• Data to use:
□ □ □ □

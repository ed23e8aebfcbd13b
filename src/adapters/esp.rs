//! ESP-IDF peripheral adapters.
//!
//! Raw `esp_idf_svc::sys` calls behind the port traits: a oneshot ADC unit
//! per analog sensor, an open-drain relay GPIO, and the UART driver for
//! both directions of the command line.

use core::ffi::c_void;
use core::ptr;

use esp_idf_svc::sys::*;
use log::{info, warn};

use crate::app::ports::{AnalogPort, DigitalOutputPort, SerialRx, SerialTx};
use crate::error::HalError;
use crate::pins;
use embedded_hal::digital::PinState;

// ── ADC (oneshot) ─────────────────────────────────────────────

/// One ADC unit with a single configured channel.
pub struct EspAnalog {
    unit: adc_unit_t,
    channel: adc_channel_t,
    handle: adc_oneshot_unit_handle_t,
}

// SAFETY: the handle is only used through `&mut self`, and every access is
// serialised by the owning sensor gate.
unsafe impl Send for EspAnalog {}

impl EspAnalog {
    pub fn temperature() -> Self {
        Self::new(adc_unit_t_ADC_UNIT_1, pins::TEMP_ADC_CHANNEL)
    }

    pub fn light() -> Self {
        Self::new(adc_unit_t_ADC_UNIT_2, pins::LIGHT_ADC_CHANNEL)
    }

    fn new(unit: adc_unit_t, channel: adc_channel_t) -> Self {
        Self {
            unit,
            channel,
            handle: ptr::null_mut(),
        }
    }
}

impl AnalogPort for EspAnalog {
    fn init(&mut self) -> Result<(), HalError> {
        if !self.handle.is_null() {
            return Ok(());
        }
        let init_cfg = adc_oneshot_unit_init_cfg_t {
            unit_id: self.unit,
            ulp_mode: adc_ulp_mode_t_ADC_ULP_MODE_DISABLE,
            ..Default::default()
        };
        // SAFETY: `handle` is an out-pointer owned by self.
        let ret = unsafe { adc_oneshot_new_unit(&init_cfg, &mut self.handle) };
        if ret != ESP_OK as i32 {
            return Err(HalError::AnalogInitFailed);
        }

        let chan_cfg = adc_oneshot_chan_cfg_t {
            atten: adc_atten_t_ADC_ATTEN_DB_12,
            bitwidth: adc_bitwidth_t_ADC_BITWIDTH_12,
        };
        // SAFETY: handle was just created.
        let ret = unsafe { adc_oneshot_config_channel(self.handle, self.channel, &chan_cfg) };
        if ret != ESP_OK as i32 {
            self.deinit();
            return Err(HalError::AnalogInitFailed);
        }
        info!("ADC{} CH{} configured", self.unit, self.channel);
        Ok(())
    }

    fn deinit(&mut self) {
        if self.handle.is_null() {
            return;
        }
        // SAFETY: handle is live and not used after this call.
        let ret = unsafe { adc_oneshot_del_unit(self.handle) };
        if ret != ESP_OK as i32 {
            warn!("ADC{} release returned {}", self.unit, ret);
        }
        self.handle = ptr::null_mut();
    }

    fn sample_ready(&mut self) -> bool {
        !self.handle.is_null()
    }

    fn read(&mut self) -> Result<u16, HalError> {
        if self.handle.is_null() {
            return Err(HalError::AnalogReadFailed);
        }
        let mut raw: i32 = 0;
        // SAFETY: handle is live; oneshot reads block for one conversion.
        let ret = unsafe { adc_oneshot_read(self.handle, self.channel, &mut raw) };
        if ret != ESP_OK as i32 {
            return Err(HalError::AnalogReadFailed);
        }
        Ok(raw.clamp(0, i32::from(pins::ADC_MAX)) as u16)
    }
}

// ── Relay GPIO ────────────────────────────────────────────────

/// Open-drain output on the relay pin.
pub struct EspRelayPin {
    gpio: i32,
}

impl EspRelayPin {
    pub fn new() -> Self {
        Self {
            gpio: pins::RELAY_GPIO,
        }
    }
}

impl Default for EspRelayPin {
    fn default() -> Self {
        Self::new()
    }
}

fn level(state: PinState) -> u32 {
    match state {
        PinState::High => 1,
        PinState::Low => 0,
    }
}

impl DigitalOutputPort for EspRelayPin {
    fn init(&mut self, idle: PinState) -> Result<(), HalError> {
        let cfg = gpio_config_t {
            pin_bit_mask: 1u64 << self.gpio,
            mode: gpio_mode_t_GPIO_MODE_OUTPUT_OD,
            pull_up_en: gpio_pullup_t_GPIO_PULLUP_DISABLE,
            pull_down_en: gpio_pulldown_t_GPIO_PULLDOWN_DISABLE,
            intr_type: gpio_int_type_t_GPIO_INTR_DISABLE,
        };
        // SAFETY: plain register configuration of a pin this adapter owns.
        unsafe {
            if gpio_config(&cfg) != ESP_OK as i32 {
                return Err(HalError::GpioConfigFailed);
            }
            if gpio_set_level(self.gpio, level(idle)) != ESP_OK as i32 {
                return Err(HalError::GpioConfigFailed);
            }
        }
        Ok(())
    }

    fn deinit(&mut self) {
        // SAFETY: returns the pin to its reset state.
        unsafe {
            gpio_reset_pin(self.gpio);
        }
    }

    fn write(&mut self, state: PinState) -> Result<(), HalError> {
        // SAFETY: pin was configured in `init`; the relay gate serialises calls.
        let ret = unsafe { gpio_set_level(self.gpio, level(state)) };
        if ret != ESP_OK as i32 {
            return Err(HalError::GpioWriteFailed);
        }
        Ok(())
    }
}

// ── UART ──────────────────────────────────────────────────────

/// Install the UART driver for the command line at `baud`, 8N1.
pub fn install_uart(baud: u32) -> Result<(), HalError> {
    let cfg = uart_config_t {
        baud_rate: baud as i32,
        data_bits: uart_word_length_t_UART_DATA_8_BITS,
        parity: uart_parity_t_UART_PARITY_DISABLE,
        stop_bits: uart_stop_bits_t_UART_STOP_BITS_1,
        flow_ctrl: uart_hw_flowcontrol_t_UART_HW_FLOWCTRL_DISABLE,
        ..Default::default()
    };
    // SAFETY: one-time driver installation from main before tasks start.
    unsafe {
        if uart_param_config(pins::UART_PORT, &cfg) != ESP_OK as i32 {
            return Err(HalError::SerialWriteFailed);
        }
        if uart_set_pin(pins::UART_PORT, pins::UART_TX_GPIO, pins::UART_RX_GPIO, -1, -1)
            != ESP_OK as i32
        {
            return Err(HalError::SerialWriteFailed);
        }
        if uart_driver_install(
            pins::UART_PORT,
            pins::UART_RX_BUF_LEN,
            0,
            0,
            ptr::null_mut(),
            0,
        ) != ESP_OK as i32
        {
            return Err(HalError::SerialWriteFailed);
        }
    }
    info!("UART{} installed at {} baud", pins::UART_PORT, baud);
    Ok(())
}

/// Blocking transmit on the command UART.
pub struct EspUartTx;

impl SerialTx for EspUartTx {
    fn send_byte(&mut self, byte: u8) -> Result<(), HalError> {
        // SAFETY: the driver was installed by `install_uart`.
        let n = unsafe {
            uart_write_bytes(pins::UART_PORT, &byte as *const u8 as *const c_void, 1)
        };
        if n != 1 {
            return Err(HalError::SerialWriteFailed);
        }
        Ok(())
    }

    fn flush(&mut self) -> Result<(), HalError> {
        // SAFETY: as above.
        let ret = unsafe { uart_wait_tx_done(pins::UART_PORT, u32::MAX) };
        if ret != ESP_OK as i32 {
            return Err(HalError::SerialWriteFailed);
        }
        Ok(())
    }
}

/// Receive side of the command UART.
///
/// The driver's own interrupt fills its RX ring; this reads from the ring.
pub struct EspUartRx;

impl SerialRx for EspUartRx {
    fn wait_byte(&mut self) -> Result<u8, HalError> {
        let mut byte = 0u8;
        // SAFETY: the driver was installed by `install_uart`; one byte is
        // written into `byte`.
        let n = unsafe {
            uart_read_bytes(
                pins::UART_PORT,
                &mut byte as *mut u8 as *mut c_void,
                1,
                u32::MAX,
            )
        };
        if n != 1 {
            return Err(HalError::SerialReadFailed);
        }
        Ok(byte)
    }

    fn read_available(&mut self, buf: &mut [u8]) -> Result<usize, HalError> {
        let mut buffered: usize = 0;
        // SAFETY: as above; `buffered` outlives the call.
        let ret = unsafe { uart_get_buffered_data_len(pins::UART_PORT, &mut buffered) };
        if ret != ESP_OK as i32 {
            return Err(HalError::SerialReadFailed);
        }
        let want = buffered.min(buf.len());
        if want == 0 {
            return Ok(0);
        }
        // SAFETY: `buf` holds at least `want` bytes, which are already in
        // the ring, so a zero-tick wait returns them without blocking.
        let n = unsafe {
            uart_read_bytes(pins::UART_PORT, buf.as_mut_ptr() as *mut c_void, want as u32, 0)
        };
        if n < 0 {
            return Err(HalError::SerialReadFailed);
        }
        Ok(n as usize)
    }
}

□ □ □ □

• Task item:
Copy all lines from the listing that contain "AnalogPort".

• Reply:
use crate::app::ports::{AnalogPort, DigitalOutputPort, SerialRx, SerialTx};
impl AnalogPort for EspAnalog {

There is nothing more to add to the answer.